Dataset entries:
========================================================================

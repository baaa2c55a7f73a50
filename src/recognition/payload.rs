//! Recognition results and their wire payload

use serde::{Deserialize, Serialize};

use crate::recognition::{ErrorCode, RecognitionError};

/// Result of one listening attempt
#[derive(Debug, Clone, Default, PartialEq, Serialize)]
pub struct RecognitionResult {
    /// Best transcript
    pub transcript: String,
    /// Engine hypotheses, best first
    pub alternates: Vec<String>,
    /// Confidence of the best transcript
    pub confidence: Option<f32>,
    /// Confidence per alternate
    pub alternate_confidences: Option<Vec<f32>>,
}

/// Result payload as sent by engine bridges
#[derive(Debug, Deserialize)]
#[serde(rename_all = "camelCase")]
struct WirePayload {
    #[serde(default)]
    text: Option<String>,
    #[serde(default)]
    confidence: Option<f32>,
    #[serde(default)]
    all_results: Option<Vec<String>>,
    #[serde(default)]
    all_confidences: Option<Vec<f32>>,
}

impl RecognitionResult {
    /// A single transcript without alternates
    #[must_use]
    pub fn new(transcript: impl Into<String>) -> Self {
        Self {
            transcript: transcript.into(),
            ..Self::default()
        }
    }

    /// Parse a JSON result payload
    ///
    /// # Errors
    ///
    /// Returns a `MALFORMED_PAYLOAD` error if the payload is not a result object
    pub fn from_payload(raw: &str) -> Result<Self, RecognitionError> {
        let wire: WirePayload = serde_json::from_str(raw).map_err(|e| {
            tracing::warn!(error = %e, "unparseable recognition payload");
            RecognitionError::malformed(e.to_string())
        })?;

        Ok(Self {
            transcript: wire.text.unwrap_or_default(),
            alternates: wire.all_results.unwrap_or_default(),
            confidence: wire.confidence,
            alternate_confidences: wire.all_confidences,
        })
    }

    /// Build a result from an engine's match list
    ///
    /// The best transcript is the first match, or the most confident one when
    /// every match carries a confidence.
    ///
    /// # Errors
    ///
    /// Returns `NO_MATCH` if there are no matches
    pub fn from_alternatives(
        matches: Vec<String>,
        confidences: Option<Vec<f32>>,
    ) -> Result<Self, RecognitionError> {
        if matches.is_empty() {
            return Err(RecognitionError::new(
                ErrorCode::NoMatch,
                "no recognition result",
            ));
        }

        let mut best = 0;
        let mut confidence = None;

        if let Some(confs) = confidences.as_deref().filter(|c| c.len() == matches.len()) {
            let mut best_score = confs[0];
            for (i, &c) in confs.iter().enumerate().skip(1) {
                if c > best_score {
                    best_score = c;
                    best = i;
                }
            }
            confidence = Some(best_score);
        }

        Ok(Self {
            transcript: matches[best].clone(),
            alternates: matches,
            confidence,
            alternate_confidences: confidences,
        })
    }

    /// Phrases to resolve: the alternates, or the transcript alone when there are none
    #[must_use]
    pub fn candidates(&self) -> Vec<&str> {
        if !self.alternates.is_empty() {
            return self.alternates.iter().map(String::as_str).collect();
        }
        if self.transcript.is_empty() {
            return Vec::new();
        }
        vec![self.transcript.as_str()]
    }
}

========================================================================

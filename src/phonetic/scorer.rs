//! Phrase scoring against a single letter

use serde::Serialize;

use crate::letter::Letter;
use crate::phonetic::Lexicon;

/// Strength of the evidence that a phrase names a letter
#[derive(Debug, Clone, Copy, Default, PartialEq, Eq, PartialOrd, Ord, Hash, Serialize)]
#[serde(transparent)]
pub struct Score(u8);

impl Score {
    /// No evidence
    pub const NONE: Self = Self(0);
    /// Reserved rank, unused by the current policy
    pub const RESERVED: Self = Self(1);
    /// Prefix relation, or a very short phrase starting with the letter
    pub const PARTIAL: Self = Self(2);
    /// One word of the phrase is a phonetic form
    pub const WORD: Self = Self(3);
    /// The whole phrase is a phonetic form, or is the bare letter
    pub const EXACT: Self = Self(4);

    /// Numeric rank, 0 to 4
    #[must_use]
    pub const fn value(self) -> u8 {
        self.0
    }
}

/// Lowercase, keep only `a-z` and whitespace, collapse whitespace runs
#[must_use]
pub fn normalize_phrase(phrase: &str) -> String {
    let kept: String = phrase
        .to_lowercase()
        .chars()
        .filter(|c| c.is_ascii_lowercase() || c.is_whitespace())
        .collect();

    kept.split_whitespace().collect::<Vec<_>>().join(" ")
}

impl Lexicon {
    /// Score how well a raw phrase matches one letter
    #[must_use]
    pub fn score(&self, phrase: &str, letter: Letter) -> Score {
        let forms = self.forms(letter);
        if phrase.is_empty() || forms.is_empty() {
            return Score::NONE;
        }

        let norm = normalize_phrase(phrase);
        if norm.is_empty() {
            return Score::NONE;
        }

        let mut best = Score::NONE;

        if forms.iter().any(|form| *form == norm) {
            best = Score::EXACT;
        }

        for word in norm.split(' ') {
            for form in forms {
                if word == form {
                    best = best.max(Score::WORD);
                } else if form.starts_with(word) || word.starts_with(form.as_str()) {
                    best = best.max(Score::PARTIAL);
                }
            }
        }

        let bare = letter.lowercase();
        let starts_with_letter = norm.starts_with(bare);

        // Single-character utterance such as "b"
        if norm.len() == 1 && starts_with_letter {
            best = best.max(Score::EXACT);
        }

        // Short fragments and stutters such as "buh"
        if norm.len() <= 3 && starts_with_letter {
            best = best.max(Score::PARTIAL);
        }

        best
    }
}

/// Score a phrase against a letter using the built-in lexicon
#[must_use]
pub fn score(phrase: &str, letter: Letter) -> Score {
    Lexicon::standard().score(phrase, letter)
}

========================================================================

### WORK TASK
What is needed is a single figure, the number of lines in the entries above that contain "WirePayload".

### EXERCISE RESULT
2